According to Michael Weber, the University Cancer Center is seeking to use money from the grant to hire two new physicians to head up the new research.
"We're going after a physician scientist who would be leading the prevention programs both medical care and lab research," Weber said. "The other is the person we're interested in recruiting will be doing what is called personalized medicine, which is where we use modern understanding of molecular biology of a specific cancer in a specific person to customize the best treatment options."
Palmer Weber, in whose honor the Smithfield-Luter Foundation awarded the grant to the University Cancer Center, was a University alumnus and served on the Board of Members of the U.Va Alumni Association.
"The gift was given in honor of my father who was on the Board of the Directors at Smithfield Foods in the early days when the company was just starting," Weber said "The president of the company, Joseph Luter, is giving this gift out of gratitude for the contributions my father made to that company."
This donation coincides with former Virginia Gov.
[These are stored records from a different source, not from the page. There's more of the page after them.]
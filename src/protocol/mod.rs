//! Protocol Module
//!
//! Defines the wire protocol for client-server communication.
//!
//! ## Wire Format
//!
//! Line-delimited JSON: every message is a single UTF-8 JSON object
//! terminated by `\n`. Requests carry an `op` tag; responses always carry
//! `ok` plus fields depending on the operation.
//!
//! ```text
//! → {"op":"set","key":"hello","value":"world"}
//! ← {"ok":true}
//! → {"op":"get","key":"hello"}
//! ← {"ok":true,"value":"world"}
//! → {"op":"get","key":"missing"}
//! ← {"ok":true,"found":false}
//! ← {"ok":false,"error":"not_primary","hint":{"primary_kv_port":7402}}
//! ```
//!
//! The replication plane reuses the same line framing with its own
//! message set (see `repl::PeerMessage`).

mod request;
mod response;
mod codec;

pub use codec::{read_line, write_line, MAX_LINE_BYTES};
pub use request::Request;
pub use response::Response;
//! WAL Reader
//!
//! Reads frames back from the WAL file in order. A truncated or
//! checksum-corrupt frame ends the stream: both are treated as a tail torn
//! by a crash, and everything from that point on is discarded.

use std::fs::File;
use std::io::{BufReader, ErrorKind, Read};
use std::path::Path;

use crate::error::Result;
use super::entry::{LogEntry, FRAME_HEADER_SIZE, MAX_ENTRY_SIZE};

/// A frame read back from the WAL
#[derive(Debug, Clone)]
pub struct WalRecord {
    /// Local frame sequence (dense, per data dir)
    pub frame_seq: u64,

    /// The logged entry
    pub entry: LogEntry,
}

/// Reads records from a WAL file
pub struct WalReader {
    /// `None` when the file does not exist (reads as empty)
    reader: Option<BufReader<File>>,
    /// Set once the end of the valid prefix was hit
    tail_reached: bool,
    /// Whether the stream ended because of a torn/corrupt frame
    tail_torn: bool,
    /// Byte length of the valid frame prefix read so far
    valid_len: u64,
}

impl WalReader {
    /// Open a WAL file for reading. A missing file reads as empty.
    pub fn open(path: &Path) -> Result<Self> {
        let reader = match File::open(path) {
            Ok(f) => Some(BufReader::new(f)),
            Err(e) if e.kind() == ErrorKind::NotFound => None,
            Err(e) => return Err(e.into()),
        };
        Ok(WalReader {
            reader,
            tail_reached: false,
            tail_torn: false,
            valid_len: 0,
        })
    }

    /// Read the next record, or `None` at the end of the valid prefix.
    pub fn next_record(&mut self) -> Result<Option<WalRecord>> {
        if self.tail_reached {
            return Ok(None);
        }

        let outcome = match self.reader.as_mut() {
            Some(reader) => read_frame(reader)?,
            None => FrameOutcome::Eof,
        };

        match outcome {
            FrameOutcome::Record(record, frame_len) => {
                self.valid_len += frame_len;
                Ok(Some(record))
            }
            FrameOutcome::Eof => {
                self.tail_reached = true;
                Ok(None)
            }
            FrameOutcome::Torn(why) => {
                tracing::warn!("WAL tail discarded: {}", why);
                self.tail_reached = true;
                self.tail_torn = true;
                Ok(None)
            }
        }
    }

    /// Iterate records with frame sequence strictly greater than `after_seq`.
    pub fn replay(self, after_seq: u64) -> WalIterator {
        WalIterator {
            reader: self,
            after_seq,
        }
    }

    /// Whether reading ended at a torn/corrupt frame (vs. a clean EOF)
    pub fn tail_was_torn(&self) -> bool {
        self.tail_torn
    }

    /// Byte length of the valid frame prefix consumed so far. After the
    /// stream ends this is where a torn tail should be truncated.
    pub fn valid_len(&self) -> u64 {
        self.valid_len
    }
}

/// Iterator over WAL records after a given frame sequence
pub struct WalIterator {
    reader: WalReader,
    after_seq: u64,
}

impl Iterator for WalIterator {
    type Item = Result<WalRecord>;

    fn next(&mut self) -> Option<Self::Item> {
        loop {
            match self.reader.next_record() {
                Ok(Some(record)) if record.frame_seq <= self.after_seq => continue,
                Ok(Some(record)) => return Some(Ok(record)),
                Ok(None) => return None,
                Err(e) => return Some(Err(e)),
            }
        }
    }
}

enum FrameOutcome {
    /// A valid record and its total frame length in bytes
    Record(WalRecord, u64),
    Eof,
    Torn(&'static str),
}

/// Read one complete frame. Only hard IO errors become `Err`; any shortfall
/// or mismatch is reported as a torn tail.
fn read_frame(reader: &mut BufReader<File>) -> Result<FrameOutcome> {
    let mut header = [0u8; FRAME_HEADER_SIZE];
    match read_exact_or_eof(reader, &mut header)? {
        ReadOutcome::Eof => return Ok(FrameOutcome::Eof),
        ReadOutcome::Partial => return Ok(FrameOutcome::Torn("truncated frame header")),
        ReadOutcome::Full => {}
    }

    let len = u32::from_be_bytes([header[0], header[1], header[2], header[3]]) as usize;
    let frame_seq = u64::from_be_bytes([
        header[4], header[5], header[6], header[7], header[8], header[9], header[10], header[11],
    ]);
    let crc = u32::from_be_bytes([header[12], header[13], header[14], header[15]]);

    if len > MAX_ENTRY_SIZE {
        return Ok(FrameOutcome::Torn("frame length exceeds maximum"));
    }

    let mut payload = vec![0u8; len];
    match read_exact_or_eof(reader, &mut payload)? {
        ReadOutcome::Full => {}
        ReadOutcome::Eof | ReadOutcome::Partial => {
            return Ok(FrameOutcome::Torn("truncated frame payload"));
        }
    }

    if LogEntry::compute_crc(&payload) != crc {
        return Ok(FrameOutcome::Torn("checksum mismatch"));
    }

    match LogEntry::deserialize(&payload) {
        Ok(entry) => Ok(FrameOutcome::Record(
            WalRecord { frame_seq, entry },
            (FRAME_HEADER_SIZE + len) as u64,
        )),
        Err(_) => Ok(FrameOutcome::Torn("undecodable payload")),
    }
}

enum ReadOutcome {
    Full,
    Partial,
    Eof,
}

/// Fill `buf`, distinguishing a clean EOF (no bytes) from a partial read.
fn read_exact_or_eof<R: Read>(reader: &mut R, buf: &mut [u8]) -> Result<ReadOutcome> {
    let mut filled = 0;
    while filled < buf.len() {
        match reader.read(&mut buf[filled..]) {
            Ok(0) => {
                return Ok(if filled == 0 {
                    ReadOutcome::Eof
                } else {
                    ReadOutcome::Partial
                });
            }
            Ok(n) => filled += n,
            Err(e) if e.kind() == ErrorKind::Interrupted => continue,
            Err(e) => return Err(e.into()),
        }
    }
    Ok(ReadOutcome::Full)
}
Mark Warner's plan to increase funding for researchas a foundation for higher education, said University spokesperson Carol Wood.
"As part of [Warner's] initiative, the University, if it has the opportunity to receive additional funding from the state, will go towards the building of a clinical cancer center," Wood said.
According to Wood, there have been many recent significant contributions to cancer research at the University.
"Cancer research is a priority at the University and this most recent gift complements the hard work that is already underway here," Wood said.
The gift follows other large donations towards University research facilities, Wood said.
In December, the Ivy Foundation of Charlottesville gave the University $45 million to expand laboratory space for biomedical research and to speed the translation of new discoveries into treatments and cures.